↓↓↓
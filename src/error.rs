use thiserror::Error;

/// Failures raised while constructing or slicing a [`Block`](crate::core::Block).
#[derive(Debug, Error, Clone, PartialEq)]
pub enum BlockError {
    #[error("sample_rate must be positive and finite, got {0}")]
    InvalidSampleRate(f64),

    #[error("values must contain at least one sample")]
    EmptySamples,

    #[error("values must contain at least one channel")]
    EmptyChannels,

    #[error("row {row} has {found} channels, expected {expected}")]
    RaggedRows {
        row: usize,
        expected: usize,
        found: usize,
    },

    #[error("slice {start}..{stop} produced an empty block")]
    EmptySlice { start: usize, stop: usize },
}

/// Conditions raised by stages that the executor inspects.
#[derive(Debug, Error, Clone, PartialEq)]
pub enum StageError {
    /// The upstream sample rate changed mid-stream. Never covered by
    /// [`ErrorPolicy::Continue`](crate::resilience::ErrorPolicy::Continue).
    #[error("stage '{stage}' latched {expected} Hz but received {actual} Hz")]
    SampleRateDrift {
        stage: String,
        expected: f64,
        actual: f64,
    },

    #[error("stage '{stage}' did not receive input '{key}'")]
    MissingInput { stage: String, key: String },

    #[error("stage '{stage}' requires per-sensor blocks, sensor '{sensor}' not found")]
    MissingSensor { stage: String, sensor: String },

    #[error("stage '{stage}' received invalid input: {reason}")]
    InvalidInput { stage: String, reason: String },
}

impl StageError {
    pub fn is_fatal(&self) -> bool {
        matches!(self, Self::SampleRateDrift { .. })
    }
}

/// Build-time and run-time pipeline failures.
#[derive(Debug, Error)]
pub enum PipelineError {
    #[error("Unresolved dependencies: {missing:?}")]
    UnresolvedDependencies { missing: Vec<String> },

    #[error("output '{name}' is produced by both '{first}' and '{second}'")]
    DuplicateOutput {
        name: String,
        first: String,
        second: String,
    },

    #[error("invalid configuration: {0}")]
    InvalidConfig(String),

    #[error("Unknown stage type: {0}")]
    UnknownStage(String),

    #[error("Error in stage '{stage}' on block {block_index}: {source}")]
    Execution {
        block_index: usize,
        stage: String,
        #[source]
        source: anyhow::Error,
    },

    #[error("failed to parse pipeline config: {0}")]
    Config(#[from] serde_json::Error),

    #[error("failed to read pipeline config: {0}")]
    Io(#[from] std::io::Error),

    #[error(transparent)]
    Block(#[from] BlockError),
}

impl PipelineError {
    /// Index of the block that failed, for execution errors.
    pub fn block_index(&self) -> Option<usize> {
        match self {
            Self::Execution { block_index, .. } => Some(*block_index),
            _ => None,
        }
    }

    pub fn stage_name(&self) -> Option<&str> {
        match self {
            Self::Execution { stage, .. } => Some(stage),
            _ => None,
        }
    }
}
↑↑↑
- Problem description:
Please report every line of the listing that contains the string "from".

- Answer below:
    Config(#[from] serde_json::Error),
    Io(#[from] std::io::Error),
    Block(#[from] BlockError),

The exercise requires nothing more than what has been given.